I wonder if some of these aforementioned occultists and tricksters have in part manifested these entities we now call "Horus" or "Bast" or "Aiwass".  If these are places of supreme spiritual energy then perhaps people seek it in order to harness and control it.

Napoleon Bonaparte's Nightmare Vision Inside The Great Pyramid - Ancient Pages

EDIT

Reading through some more of the archived napoleon thread.  I completely forgot about the fourth pyramid.  The YT link korben provided is long gone, but I did find one channel that discusses it.


_View: https://www.youtube.com/watch?v=dH4QUMhP-w4_

Travels in Egypt and Nubia. : Norden, Frederik Ludvig, 1708-1742 : Free Download, Borrow, and Streaming : Internet Archive

If this Danish captain who predates Napoleon not only saw the pyramids, but saw _four_ of them - then is it possible that Napoleon had a hand in its destruction? If there were four pyramids originally - you can completely throw out the Orion new-age babble associated with the pyramids.

We also have a large-scale destruction event a few decades afterward...

1754 Cairo earthquake - Wikipedia


----------



## Quiahuitl (Jun 2, 2022)

_Every_ city in ancient Mexico / Guatemala was laid out to mirror the stars. 

The first time I went to Mexico in 2015 I experienced a remarkable piece of synchronicity.  As we were nearing our destination the Captain piped a television program into the PA.  An 18 year-old had made a discovery - the layout of known cities and ruins on the ground corresponded precisely to the map of stars in a particular part of the Heavens.   

Subsequently researchers were able to overlay the star map onto areas of unexplored rain forest, and by focussing their efforts onto places indicated by the star map, they were able to discover many new abandoned sites.

My Mexican teachers say 'We know. We've been telling them this for years, but they wouldn't listen to Us.'  

In fact one of my teachers attends ceremonies annually at certain villages in the mountains to celebrate their connection to their star.  He talks about how the residents of this group of villages all know which stars their villages are related to.


----------



## Udjat (Jun 2, 2022)

The Giza Plateau is also configured with the stars up above its plateau.  And I am sure if you calculated it correctly the surrounding cities probably align with the stars as well. 

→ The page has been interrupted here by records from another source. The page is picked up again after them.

use std::fs;
use std::io::ErrorKind;
use std::path::{Path, PathBuf};

use log::debug;
use serde_json::Value;
use tabvault_core::{Persistence, StorageArea, StorageKey};

use crate::config::AppConfig;
use crate::error::AppError;

/// One JSON document per key, one directory per storage area.
pub struct FilePersistence {
    local_dir: PathBuf,
    sync_dir: Option<PathBuf>,
}

impl FilePersistence {
    pub fn open(config: &AppConfig) -> Result<Self, AppError> {
        Self::open_dirs(&config.state_dir, config.sync_dir.as_deref())
    }

    pub fn open_dirs(local_dir: &Path, sync_dir: Option<&Path>) -> Result<Self, AppError> {
        fs::create_dir_all(local_dir).map_err(|err| AppError::io(local_dir, err))?;
        if let Some(sync_dir) = sync_dir {
            fs::create_dir_all(sync_dir).map_err(|err| AppError::io(sync_dir, err))?;
        }
        Ok(Self {
            local_dir: local_dir.to_path_buf(),
            sync_dir: sync_dir.map(Path::to_path_buf),
        })
    }

    fn path(&self, area: StorageArea, key: StorageKey) -> Result<PathBuf, AppError> {
        let dir = match area {
            StorageArea::Local => &self.local_dir,
            StorageArea::Sync => self.sync_dir.as_ref().ok_or(AppError::SyncDisabled)?,
        };
        Ok(dir.join(format!("{}.json", key.as_str())))
    }
}

impl Persistence for FilePersistence {
    type Error = AppError;

    fn load(&mut self, area: StorageArea, key: StorageKey) -> Result<Option<Value>, Self::Error> {
        let path = self.path(area, key)?;
        let bytes = match fs::read(&path) {
            Ok(bytes) => bytes,
            Err(err) if err.kind() == ErrorKind::NotFound => return Ok(None),
            Err(err) => return Err(AppError::io(path, err)),
        };
        serde_json::from_slice(&bytes)
            .map(Some)
            .map_err(|source| AppError::Decode { path, source })
    }

    // Written to a sibling file first so a crash never leaves a torn document.
    fn save(
        &mut self,
        area: StorageArea,
        key: StorageKey,
        value: &Value,
    ) -> Result<(), Self::Error> {
        let path = self.path(area, key)?;
        let staging = path.with_extension("json.tmp");
        let bytes = serde_json::to_vec_pretty(value).map_err(AppError::Encode)?;
        fs::write(&staging, bytes).map_err(|err| AppError::io(&staging, err))?;
        fs::rename(&staging, &path).map_err(|err| AppError::io(&path, err))?;
        debug!("wrote {area}/{key}");
        Ok(())
    }
}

It's almost like that tribe in Africa the Dogon Tribe, that know about the star Sirius B.  No human can see it with the naked eye.  How did these people know about this?

How do the Native Americans, Native Mexicans, Native South Americans, Africans, etc.  know about all of these star alignments before the modern times.  Because they were taught by someone or something. 

I don't know much about the Napoleon times and what his agenda was, but for the most part I can say, Egypt has been revered for thousands of years.  They must have something to say.  I wanted to point out also, a theory I have is somewhat like the movie "Twelve Monkeys" .  Maybe there is time travel to be had and we have been visited not by aliens, but by time travelers.

On my travels through the gargantuan amount of information on the pyramids through the years I have notice a connection. the pursuit for RESURECTION, this holy grail, fountain of youth etc.,  kind of thing that everyone is looking for from the Egyptians.  Maybe some think they'll be transported to Zep Tepi.  

Has anyone here heard of the connection with Seqenenre Tao or some would say Hiram Abiff.   Supposedly Seqenenre had the knowledge of resurrection.  At this time the Hyksos were trying to control Egypt and the leader of the Hyksos, Apepi or Apophis, wanted the answers to resurrection which Seqenenre denied Apophis.  Apophis was upset and then wanted Seqenere dead, which is what happened.  Apophis never learned the secret.  Some say Jesus was in Egypt as well, maybe Seqenenre and Jesus have a connection, I don't know, but whatever it is people are willing to do what ever it takes to have their hands on Egypt and its secrets. 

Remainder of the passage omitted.